Что до изумительных психологических подробностей, то в них Виктор Гвоздицкий вряд ли знает себе равных: в его интерпретации жизненная реальность Голядкина очень медленно и подробно трансформируется в болезненное подобие действительности, в которой и появляется двойник (Алексей Девотченко). Голядкин с ним живет, что называется, душа в душу: «Я смотрю на все совершенно так же, как вы» – и не такой уж он «человек-ветошка», как хочет казаться, и право, несомненно, в этом мире имеет (на достойные похороны). Честно говоря, в спектакле так до конца и остается не очень-то понятным, как трактовать двойника: то ли друг сердечный, то ли зеркальное отражение, то ли ангел-хранитель. Интерпретация, как известно, проблема интерпретатора.
С другой стороны, герой Виктора Гвоздицкого изначально чуть-чуть не в своем уме: происходящее кажется скорее плодом его больного воображения.
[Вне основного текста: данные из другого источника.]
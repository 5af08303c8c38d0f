//! Default parse function: HTML link extraction
//!
//! This module handles turning a fetched HTML page into:
//! - One `PageItem` describing the page (URL, title, depth, outgoing links)
//! - One derived request per followable link

use crate::crawler::ParseFn;
use crate::model::{Item, Parsed, Request, Response};
use scraper::{Html, Selector};
use std::sync::Arc;
use url::Url;

/// The item emitted for every successfully parsed page
#[derive(Debug, Clone, PartialEq, Eq)]
pub struct PageItem {
    /// Final URL of the page, after redirects
    pub url: String,

    /// The page title (from <title> tag)
    pub title: Option<String>,

    /// Link distance from the seed
    pub depth: u32,

    /// All followable links found on the page (absolute, fragment stripped)
    pub links: Vec<String>,
}

impl Item for PageItem {
    fn is_valid(&self) -> bool {
        !self.url.is_empty()
    }
}

/// Extracted information from an HTML page
#[derive(Debug, Clone)]
struct ParsedPage {
    title: Option<String>,
    links: Vec<Url>,
}

/// Builds the default parse function
///
/// Responses outside the 2xx range produce an error and nothing else. For every
/// other response the parser yields one `PageItem` followed by one request per
/// link. Depths on the derived requests are left for the analyzer to fill in.
///
/// # Link Extraction Rules
///
/// **Include:**
/// - `<a href="...">` tags
/// - `<link rel="canonical" href="...">`
///
/// **Exclude:**
/// - `<a href="..." download>`
/// - `javascript:`, `mailto:`, `tel:` and `data:` links
/// - Fragment-only links
/// - Anything that does not resolve to HTTP(S)
///
/// # Example
///
/// ```
/// use ripple_engine::crawler::html_link_parser;
/// use ripple_engine::model::Response;
/// use url::Url;
///
/// let parse = html_link_parser();
/// let url = Url::parse("https://example.com/").unwrap();
/// let response = Response::new(url, 200, r#"<a href="/next">next</a>"#);
///
/// let (values, errors) = parse(&response);
/// assert!(errors.is_empty());
/// assert_eq!(values.len(), 2);
/// ```
pub fn html_link_parser() -> ParseFn<PageItem> {
    Arc::new(|response: &Response| {
        if !response.is_success() {
            return (
                Vec::new(),
                vec![anyhow::anyhow!("unexpected status {}", response.status())],
            );
        }

        let page = parse_html(response.body(), response.url());
        let mut values = Vec::with_capacity(page.links.len() + 1);

        values.push(Parsed::Item(PageItem {
            url: response.url().to_string(),
            title: page.title,
            depth: response.depth(),
            links: page.links.iter().map(Url::to_string).collect(),
        }));
        values.extend(
            page.links
                .into_iter()
                .map(|link| Parsed::Request(Request::new(link))),
        );

        (values, Vec::new())
    })
}

fn parse_html(html: &str, base_url: &Url) -> ParsedPage {
    let document = Html::parse_document(html);

    ParsedPage {
        title: extract_title(&document),
        links: extract_links(&document, base_url),
    }
}

/// Extracts the page title from the HTML document
fn extract_title(document: &Html) -> Option<String> {
    let title_selector = Selector::parse("title").ok()?;

    document
        .select(&title_selector)
        .next()
        .map(|element| element.text().collect::<String>().trim().to_string())
        .filter(|s| !s.is_empty())
}

/// Extracts all followable links, deduplicated, in document order
fn extract_links(document: &Html, base_url: &Url) -> Vec<Url> {
    let mut links: Vec<Url> = Vec::new();
    let mut push = |link: Url| {
        if !links.contains(&link) {
            links.push(link);
        }
    };

    if let Ok(a_selector) = Selector::parse("a[href]") {
        for element in document.select(&a_selector) {
            if element.value().attr("download").is_some() {
                continue;
            }

            if let Some(link) = element
                .value()
                .attr("href")
                .and_then(|href| resolve_link(href, base_url))
            {
                push(link);
            }
        }
    }

    if let Ok(canonical_selector) = Selector::parse("link[rel='canonical'][href]") {
        for element in document.select(&canonical_selector) {
            if let Some(link) = element
                .value()
                .attr("href")
                .and_then(|href| resolve_link(href, base_url))
            {
                push(link);
            }
        }
    }

    links
}

/// Resolves a link href to an absolute HTTP(S) URL without fragment
///
/// Returns None if the link should be excluded.
fn resolve_link(href: &str, base_url: &Url) -> Option<Url> {
    let href = href.trim();

    if href.is_empty() || href.starts_with('#') {
        return None;
    }

    if href.starts_with("javascript:")
        || href.starts_with("mailto:")
        || href.starts_with("tel:")
        || href.starts_with("data:")
    {
        return None;
    }

    let mut absolute_url = base_url.join(href).ok()?;
    if absolute_url.scheme() != "http" && absolute_url.scheme() != "https" {
        return None;
    }
    absolute_url.set_fragment(None);
    Some(absolute_url)
}
//! Ripple: a concurrent web-crawling engine
//!
//! This crate fans crawl work across a bounded pipeline of download and analysis
//! stages connected by bounded queues, expands discovered requests up to a depth
//! limit, and feeds extracted items through an ordered processing chain.

pub mod config;
pub mod coordination;
pub mod crawler;
pub mod model;
pub mod output;

use std::fmt;
use thiserror::Error;

pub use coordination::{PoolError, TransportError};

/// Main error type for engine operations
#[derive(Debug, Error)]
pub enum EngineError {
    #[error("Invalid argument: {0}")]
    InvalidArgument(String),

    #[error("Scheduler is already running")]
    AlreadyRunning,

    #[error("Scheduler has not been started")]
    NotStarted,

    #[error("Pool error: {0}")]
    Pool(#[from] PoolError),

    #[error("Transport error: {0}")]
    Transport(#[from] TransportError),
}

/// Configuration-specific errors
#[derive(Debug, Error)]
pub enum ConfigError {
    #[error("Failed to read config file: {0}")]
    Io(#[from] std::io::Error),

    #[error("Failed to parse TOML: {0}")]
    Parse(#[from] toml::de::Error),

    #[error("Validation error: {0}")]
    Validation(String),

    #[error("Invalid URL in config: {0}")]
    InvalidUrl(String),
}

/// The pipeline stage an error originated from
#[derive(Debug, Clone, Copy, PartialEq, Eq, Hash)]
pub enum ErrorKind {
    Download,
    Analyze,
    ItemProcess,
}

impl fmt::Display for ErrorKind {
    fn fmt(&self, f: &mut fmt::Formatter<'_>) -> fmt::Result {
        let name = match self {
            Self::Download => "downloader error",
            Self::Analyze => "analyzer error",
            Self::ItemProcess => "item processor error",
        };
        f.write_str(name)
    }
}

/// A failure of a single unit of work, carried on the error queue
///
/// None of these abort a crawl run: the worker that produced one forwards it
/// and moves on to its next unit of work.
#[derive(Debug, Clone, Error, PartialEq, Eq)]
pub enum CrawlError {
    #[error("Download failed for {url}: {message}")]
    Download { url: String, message: String },

    #[error("Analysis failed: {0}")]
    Analyze(String),

    #[error("Item processing failed: {0}")]
    ItemProcess(String),
}

impl CrawlError {
    /// Returns the stage this error was raised by
    pub fn kind(&self) -> ErrorKind {
        match self {
            Self::Download { .. } => ErrorKind::Download,
            Self::Analyze(_) => ErrorKind::Analyze,
            Self::ItemProcess(_) => ErrorKind::ItemProcess,
        }
    }
}

/// Result type alias for engine operations
pub type EngineResult<T> = std::result::Result<T, EngineError>;

/// Result type alias for configuration operations
pub type ConfigResult<T> = std::result::Result<T, ConfigError>;

// Re-export commonly used types
pub use config::Config;
pub use crawler::{
    html_link_parser, Analyzer, Downloader, ItemPipeline, ItemProcessor, PageItem, ParseFn,
    Scheduler, SchedulerStatus, Transport,
};
pub use model::{Item, Parsed, Request, Response};
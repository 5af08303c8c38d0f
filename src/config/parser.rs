//! Reading a crawl configuration from disk

use crate::config::types::Config;
use crate::config::validation::validate;
use crate::ConfigResult;
use sha2::{Digest, Sha256};
use std::path::Path;

/// Reads, parses and validates the TOML file at `path`
///
/// Missing `[crawler]` keys fall back to their defaults; `[user-agent]` and
/// `[seed]` are required.
///
/// ```no_run
/// use std::path::Path;
/// use ripple_engine::config::load_config;
///
/// let config = load_config(Path::new("ripple.toml")).unwrap();
/// assert!(config.crawler.pool_size > 0);
/// ```
pub fn load_config(path: &Path) -> ConfigResult<Config> {
    let raw = std::fs::read(path)?;
    parse_checked(&raw)
}

/// Hex-encoded SHA-256 of the raw file bytes
pub fn compute_config_hash(path: &Path) -> ConfigResult<String> {
    let raw = std::fs::read(path)?;
    Ok(digest(&raw))
}

/// Loads the configuration together with the hash of the bytes it was parsed
/// from, so the logged hash always matches the config the run used
pub fn load_config_with_hash(path: &Path) -> ConfigResult<(Config, String)> {
    let raw = std::fs::read(path)?;
    let config = parse_checked(&raw)?;
    let hash = digest(&raw);
    tracing::debug!(path = %path.display(), %hash, "Parsed configuration");
    Ok((config, hash))
}

fn parse_checked(raw: &[u8]) -> ConfigResult<Config> {
    let text = String::from_utf8_lossy(raw);
    let config: Config = toml::from_str(&text)?;
    validate(&config)?;
    Ok(config)
}

fn digest(raw: &[u8]) -> String {
    hex::encode(Sha256::digest(raw))
}
use reqwest::header::HeaderMap;
use url::Url;

/// The result of one fetch
#[derive(Debug, Clone)]
pub struct Response {
    url: Url,
    status: u16,
    headers: HeaderMap,
    body: String,
    depth: u32,
}

impl Response {
    /// Creates a response for the final `url` after any redirects
    pub fn new(url: Url, status: u16, body: impl Into<String>) -> Self {
        Self {
            url,
            status,
            headers: HeaderMap::new(),
            body: body.into(),
            depth: 0,
        }
    }

    pub fn with_headers(mut self, headers: HeaderMap) -> Self {
        self.headers = headers;
        self
    }

    pub fn with_depth(mut self, depth: u32) -> Self {
        self.depth = depth;
        self
    }

    pub fn url(&self) -> &Url {
        &self.url
    }

    pub fn status(&self) -> u16 {
        self.status
    }

    pub fn headers(&self) -> &HeaderMap {
        &self.headers
    }

    pub fn body(&self) -> &str {
        &self.body
    }

    pub fn depth(&self) -> u32 {
        self.depth
    }

    /// Returns true if the status code is a real HTTP status
    pub fn valid(&self) -> bool {
        (100..600).contains(&self.status)
    }

    /// Returns true for 2xx statuses
    pub fn is_success(&self) -> bool {
        (200..300).contains(&self.status)
    }
}

#[cfg(test)]
mod tests {
    use super::*;

    fn url() -> Url {
        Url::parse("https://example.com/").unwrap()
    }

    #[test]
    fn test_response_valid() {
        assert!(Response::new(url(), 200, "").valid());
        assert!(Response::new(url(), 404, "").valid());
        assert!(!Response::new(url(), 0, "").valid());
        assert!(!Response::new(url(), 700, "").valid());
    }

    #[test]
    fn test_response_success() {
        assert!(Response::new(url(), 204, "").is_success());
        assert!(!Response::new(url(), 301, "").is_success());
    }
}
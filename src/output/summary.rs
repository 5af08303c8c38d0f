//! Point-in-time snapshot of a scheduler and every component it owns

use crate::config::CrawlerConfig;
use crate::coordination::{PoolSummary, TransportSummary};
use crate::crawler::{PipelineSummary, SchedulerStatus};
use std::fmt;

/// Snapshot returned by `Scheduler::summary`
///
/// Components that only exist while a run is set up (pools, pipeline) are
/// `None` before the first `start`.
#[derive(Debug, Clone)]
pub struct SchedulerSummary {
    /// Prepended to every line of `detail()`
    pub prefix: String,
    pub status: SchedulerStatus,
    pub config: Option<CrawlerConfig>,
    pub stop: String,
    pub transport: TransportSummary,
    /// Derived requests waiting to enter the request queue
    pub staged: usize,
    pub downloaders: Option<PoolSummary>,
    pub analyzers: Option<PoolSummary>,
    pub pipeline: Option<PipelineSummary>,
    pub in_flight: usize,
}

fn or_none<T: fmt::Display>(value: &Option<T>) -> String {
    match value {
        Some(value) => value.to_string(),
        None => "none".to_string(),
    }
}

impl SchedulerSummary {
    /// Multi-line rendering of every component
    pub fn detail(&self) -> String {
        let config = match &self.config {
            Some(c) => format!(
                "queue capacity: {}, pool size: {}, max depth: {}, fail fast: {}",
                c.queue_capacity, c.pool_size, c.max_depth, c.fail_fast
            ),
            None => "none".to_string(),
        };

        let lines = [
            format!("status: {}", self.status),
            format!("config: {}", config),
            format!("stop sign: {}", self.stop),
            format!("transport: {}", self.transport),
            format!("staged requests: {}", self.staged),
            format!("downloaders: {}", or_none(&self.downloaders)),
            format!("analyzers: {}", or_none(&self.analyzers)),
            format!("item pipeline: {}", or_none(&self.pipeline)),
            format!("in flight: {}", self.in_flight),
        ];

        lines
            .iter()
            .map(|line| format!("{}{}\n", self.prefix, line))
            .collect()
    }

    /// Compares rendered detail, not live state
    pub fn same(&self, other: &SchedulerSummary) -> bool {
        self.detail() == other.detail()
    }
}

impl fmt::Display for SchedulerSummary {
    fn fmt(&self, f: &mut fmt::Formatter<'_>) -> fmt::Result {
        write!(
            f,
            "{}status: {}, downloaders: {}, analyzers: {}, in flight: {}",
            self.prefix,
            self.status,
            or_none(&self.downloaders),
            or_none(&self.analyzers),
            self.in_flight
        )
    }
}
Фокин придумал очень остроумную мизансцену: на сцене подобиями «полушарий» расположены две группы хора, каждая из которых пропевает по очереди некие музыкальные темы. «Да это же два полушария мозга разговаривают», – пошутила обитательница соседнего кресла, хорошо, что у нее на этом спектакле не отказало чувство юмора. Может быть, она и была права; никакого раздвоения личности, такого, знаете, по канонам учебника по психиатрии, в этом спектакле нет. Зато присутствует игровое ерническое начало: непростое сложносочиненное театральное предложение, достойное расшифровки на самых разных интеллектуальных уровнях.
Для пессимистов режиссер выстраивает по-балетному роскошную финальную сцену: женщины в черных траурных платьях-«клумбах» и с красными розами в руках (слева) и мужчины в белых фраках с зелеными венками, убранными белыми лентами, на шеях (справа); да еще и начальник отделения в парадном мундире с золотым шитьем (почему-то без орденов, видно, чтобы театральная реальность все же чем-то отличалась от жизненной) и с белой птицей в руках (несомненно, животных предпочитающий обществу обезумевших людей, которые не ведают, что творят). Голядкин появляется в белой смирительной рубашке, спрашивает: «А в этом нет ничего предосудительного?» – и прыгает в сценическую яму, женщины вослед ему бросают розы, мужчины – венки, то ли траурные, то ли праздничные: играется то ли история самоубийства, то ли выхода на театральную сцену, то ли чего-то еще, недоступного моему пониманию.
«Двойник» – на удивление постмодернистское произведение, в этом своем качестве очень напоминающее последний фильм Александра Сокурова «Солнце». Спектакль явно «распадается» по своей художественной речи на разные языки, кажется, что коллективная основа творчества, в нем декларируемая, в итоге не сплавляется единой режиссерской волей, а ее составляющие все же чересчур эклектичны. Возможно, спектакль с течением времени еще соберется в единое целое.